◆ What is expected ◆
Pull every line from the records that has the word "detector" in it.

◆ Material provided ◆
◇ ◇ ◇ ◇ ◇ ◇ ◇

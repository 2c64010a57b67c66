use std::path::PathBuf;
use std::str::FromStr;

use clap::{ArgAction, Args, Parser, Subcommand};

use crate::api::ExportFormat;

/// Command-line client for the dish detection and fine-tuning backend.
#[derive(Parser, Debug)]
#[command(name = "dishlab", author, version, about, long_about = None)]
pub struct Cli {
    /// Backend URL, overriding DISHLAB_API_URL and the config file
    #[arg(long, global = true, value_name = "URL")]
    pub api_url: Option<String>,

    /// Print raw JSON instead of a summary
    #[arg(long, global = true)]
    pub json: bool,

    /// More log output on stderr; repeat for trace
    #[arg(long, short, global = true, action = ArgAction::Count)]
    pub verbose: u8,

    /// Only warnings and errors on stderr
    #[arg(long, short, global = true, conflicts_with = "verbose")]
    pub quiet: bool,

    #[command(subcommand)]
    pub command: Command,
}

#[derive(Subcommand, Debug)]
pub enum Command {
    /// Show the current training status
    Status,
    /// Follow training status until interrupted
    Watch(WatchArgs),
    /// Run object detection on an image
    Detect(DetectArgs),
    /// Submit bounding boxes for an image as training data
    Label(LabelArgs),
    /// Start fine-tuning and follow its progress
    Train(TrainArgs),
    /// List past training runs
    History,
    /// List run directories with final metrics and training arguments
    Results,
    /// Show per-epoch metrics for a run, or save one of its plots
    Metrics(MetricsArgs),
    /// Analyze the collected training dataset
    Analysis,
    /// Show counts of collected training images and labels
    Stats,
    /// List trained models
    Models,
    /// Compare trained models
    Compare,
    /// Show the loaded model and its status
    ModelStatus,
    /// Show backend name, version and endpoints
    Info,
    /// Load a trained model for detection
    Load {
        /// Model path as reported by `models`
        model_path: String,
    },
    /// Reload the detector, optionally from a different model
    Reload {
        #[arg(long, value_name = "PATH")]
        model_path: Option<String>,
    },
    /// Back up the current model on the backend
    Backup,
    /// Validate the current model
    Validate {
        /// Dataset config to validate against instead of the training data
        #[arg(long, value_name = "PATH")]
        test_data: Option<String>,
    },
    /// Download the collected training data
    Export(ExportArgs),
    /// Delete all but the newest training runs
    Cleanup {
        #[arg(long, default_value_t = 5, value_name = "COUNT")]
        keep_latest: u32,
    },
    /// Manage the detector's class vocabulary
    #[command(subcommand)]
    Classes(ClassesCommand),
    /// Control the backend's model file monitor
    #[command(subcommand)]
    Monitor(MonitorCommand),
    /// Inspect or edit the client configuration
    #[command(subcommand)]
    Config(ConfigCommand),
}

impl Command {
    /// Subcommand name as typed on the command line.
    pub fn name(&self) -> &'static str {
        match self {
            Self::Status => "status",
            Self::Watch(_) => "watch",
            Self::Detect(_) => "detect",
            Self::Label(_) => "label",
            Self::Train(_) => "train",
            Self::History => "history",
            Self::Results => "results",
            Self::Metrics(_) => "metrics",
            Self::Analysis => "analysis",
            Self::Stats => "stats",
            Self::Models => "models",
            Self::Compare => "compare",
            Self::ModelStatus => "model-status",
            Self::Info => "info",
            Self::Load { .. } => "load",
            Self::Reload { .. } => "reload",
            Self::Backup => "backup",
            Self::Validate { .. } => "validate",
            Self::Export(_) => "export",
            Self::Cleanup { .. } => "cleanup",
            Self::Classes(_) => "classes",
            Self::Monitor(_) => "monitor",
            Self::Config(_) => "config",
        }
    }
}

#[derive(Args, Debug)]
pub struct WatchArgs {
    /// Stop once a running job finishes
    #[arg(long)]
    pub until_idle: bool,
}

#[derive(Args, Debug)]
pub struct DetectArgs {
    pub image: PathBuf,
    /// Confidence threshold (0.0 - 1.0)
    #[arg(long, value_name = "THRESHOLD")]
    pub confidence: Option<f64>,
    /// Write the backend's annotated image here
    #[arg(long, value_name = "FILE")]
    pub save_annotated: Option<PathBuf>,
}

#[derive(Args, Debug)]
pub struct LabelArgs {
    pub image: PathBuf,
    /// Box as `x,y,width,height:label` in image pixels
    #[arg(long = "box", value_name = "BOX")]
    pub boxes: Vec<BoxArg>,
    /// Box as drag corners `x1,y1,x2,y2:label`, in any order
    #[arg(long = "drag", value_name = "DRAG")]
    pub drags: Vec<BoxArg>,
}

#[derive(Args, Debug)]
pub struct TrainArgs {
    /// Number of epochs (1 - 500)
    #[arg(default_value = "50")]
    pub epochs: String,
    /// Use the blocking start endpoint
    #[arg(long)]
    pub sync: bool,
    /// Skip the confirmation prompt
    #[arg(long, short = 'y')]
    pub yes: bool,
    /// Return right after starting instead of following progress
    #[arg(long)]
    pub no_watch: bool,
}

#[derive(Args, Debug)]
pub struct MetricsArgs {
    pub run_name: String,
    /// Plot file to download, e.g. results.png
    #[arg(long, value_name = "NAME", requires = "output")]
    pub plot: Option<String>,
    #[arg(long, short, value_name = "FILE")]
    pub output: Option<PathBuf>,
}

#[derive(Args, Debug)]
pub struct ExportArgs {
    #[arg(long, default_value = "zip")]
    pub format: ExportFormat,
    #[arg(long, short, value_name = "FILE")]
    pub output: PathBuf,
}

#[derive(Subcommand, Debug)]
pub enum ClassesCommand {
    List,
    Add {
        #[arg(required = true)]
        classes: Vec<String>,
    },
    Clear,
}

#[derive(Subcommand, Debug)]
pub enum MonitorCommand {
    Status,
    Start,
    Stop,
}

#[derive(Subcommand, Debug)]
pub enum ConfigCommand {
    /// Print the effective configuration
    Show,
    /// Persist the backend URL to the config file
    SetUrl { url: String },
}

/// Four numbers and a label, `a,b,c,d:label`.
#[derive(Clone, Debug, PartialEq)]
pub struct BoxArg {
    pub values: [f64; 4],
    pub label: String,
}

impl FromStr for BoxArg {
    type Err = String;

    fn from_str(raw: &str) -> Result<Self, Self::Err> {
        let (numbers, label) = raw
            .split_once(':')
            .ok_or_else(|| format!("expected `a,b,c,d:label`, got '{raw}'"))?;
        let label = label.trim();
        if label.is_empty() {
            return Err(format!("missing label in '{raw}'"));
        }
        let parsed: Vec<f64> = numbers
            .split(',')
            .map(|part| part.trim().parse::<f64>())
            .collect::<Result<_, _>>()
            .map_err(|err| format!("invalid coordinate in '{raw}': {err}"))?;
        let values: [f64; 4] = parsed
            .try_into()
            .map_err(|_| format!("expected four coordinates in '{raw}'"))?;
        if values.iter().any(|value| !value.is_finite()) {
            return Err(format!("coordinates must be finite in '{raw}'"));
        }
        Ok(Self {
            values,
            label: label.to_string(),
        })
    }
}
//! Where `dishlab` keeps its config file and launch logs.
//!
//! Everything lives in one `.dishlab` folder. Its parent is, in order: a
//! test override, `DISHLAB_CONFIG_HOME`, then the OS config directory. The
//! chosen parent is reported alongside the path so `dishlab config show` can
//! explain which one won.

use std::{
    fmt,
    path::{Path, PathBuf},
    sync::{LazyLock, Mutex},
};

use directories::BaseDirs;
use thiserror::Error;

/// Name of the application directory that lives under the config home.
pub const APP_DIR_NAME: &str = ".dishlab";
/// Environment variable that relocates the config home.
pub const CONFIG_HOME_ENV: &str = "DISHLAB_CONFIG_HOME";
/// Subdirectory of the app directory holding per-launch logs.
pub const LOGS_DIR_NAME: &str = "logs";

static CONFIG_BASE_OVERRIDE: LazyLock<Mutex<Option<PathBuf>>> = LazyLock::new(|| Mutex::new(None));

#[derive(Debug, Error)]
pub enum AppDirError {
    #[error("No config home found; set {CONFIG_HOME_ENV} to choose one")]
    NoBaseDir,
    #[error("Failed to create {path}: {source}")]
    CreateDir {
        path: PathBuf,
        source: std::io::Error,
    },
}

/// Which source supplied the config home.
#[derive(Clone, Copy, Debug, PartialEq, Eq)]
pub enum HomeOrigin {
    Override,
    Environment,
    Platform,
}

impl fmt::Display for HomeOrigin {
    fn fmt(&self, f: &mut fmt::Formatter<'_>) -> fmt::Result {
        match self {
            Self::Override => f.write_str("override"),
            Self::Environment => f.write_str(CONFIG_HOME_ENV),
            Self::Platform => f.write_str("OS config directory"),
        }
    }
}

/// The resolved `.dishlab` directory and where its parent came from.
#[derive(Clone, Debug, PartialEq, Eq)]
pub struct AppDir {
    pub root: PathBuf,
    pub origin: HomeOrigin,
}

impl AppDir {
    /// Resolve the app directory, creating it if needed.
    pub fn locate() -> Result<Self, AppDirError> {
        let (home, origin) = config_home().ok_or(AppDirError::NoBaseDir)?;
        let root = home.join(APP_DIR_NAME);
        ensure_dir(&root)?;
        Ok(Self { root, origin })
    }

    pub fn file(&self, name: &str) -> PathBuf {
        self.root.join(name)
    }

    /// The logs directory, created on demand.
    pub fn logs(&self) -> Result<PathBuf, AppDirError> {
        let path = self.root.join(LOGS_DIR_NAME);
        ensure_dir(&path)?;
        Ok(path)
    }
}

pub fn logs_dir() -> Result<PathBuf, AppDirError> {
    AppDir::locate()?.logs()
}

fn ensure_dir(path: &Path) -> Result<(), AppDirError> {
    std::fs::create_dir_all(path).map_err(|source| AppDirError::CreateDir {
        path: path.to_path_buf(),
        source,
    })
}

fn config_home() -> Option<(PathBuf, HomeOrigin)> {
    if let Some(path) = CONFIG_BASE_OVERRIDE
        .lock()
        .ok()
        .and_then(|guard| guard.clone())
    {
        return Some((path, HomeOrigin::Override));
    }
    if let Some(path) = std::env::var_os(CONFIG_HOME_ENV).filter(|path| !path.is_empty()) {
        return Some((PathBuf::from(path), HomeOrigin::Environment));
    }
    BaseDirs::new().map(|dirs| (dirs.config_dir().to_path_buf(), HomeOrigin::Platform))
}

#[cfg(test)]
static OVERRIDE_TEST_LOCK: Mutex<()> = Mutex::new(());

/// Scoped override of the config home, restored on drop.
///
/// Holds a process-wide lock so tests touching the override run one at a time.
#[cfg(test)]
pub(crate) struct ConfigBaseGuard {
    _lock: std::sync::MutexGuard<'static, ()>,
}

#[cfg(test)]
impl ConfigBaseGuard {
    pub(crate) fn set(path: PathBuf) -> Self {
        let lock = OVERRIDE_TEST_LOCK
            .lock()
            .unwrap_or_else(|err| err.into_inner());
        *CONFIG_BASE_OVERRIDE
            .lock()
            .unwrap_or_else(|err| err.into_inner()) = Some(path);
        Self { _lock: lock }
    }
}

#[cfg(test)]
impl Drop for ConfigBaseGuard {
    fn drop(&mut self) {
        if let Ok(mut guard) = CONFIG_BASE_OVERRIDE.lock() {
            *guard = None;
        }
    }
}

#[cfg(test)]
mod tests {
    use super::*;
    use tempfile::tempdir;

    #[test]
    fn override_places_config_and_logs_under_one_root() {
        let base = tempdir().unwrap();
        let _guard = ConfigBaseGuard::set(base.path().to_path_buf());
        let dir = AppDir::locate().unwrap();
        assert_eq!(dir.origin, HomeOrigin::Override);
        assert_eq!(dir.root, base.path().join(APP_DIR_NAME));
        assert!(dir.root.is_dir());
        assert_eq!(dir.file("config.toml"), dir.root.join("config.toml"));

        let logs = logs_dir().unwrap();
        assert_eq!(logs, dir.root.join(LOGS_DIR_NAME));
        assert!(logs.is_dir());
    }

    #[test]
    fn origin_names_the_environment_variable() {
        assert_eq!(HomeOrigin::Environment.to_string(), CONFIG_HOME_ENV);
        assert_eq!(HomeOrigin::Platform.to_string(), "OS config directory");
    }
}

◇ ◇ ◇ ◇ ◇ ◇ ◇

◆ Written reply ◆
    /// Reload the detector, optionally from a different model
    /// Manage the detector's class vocabulary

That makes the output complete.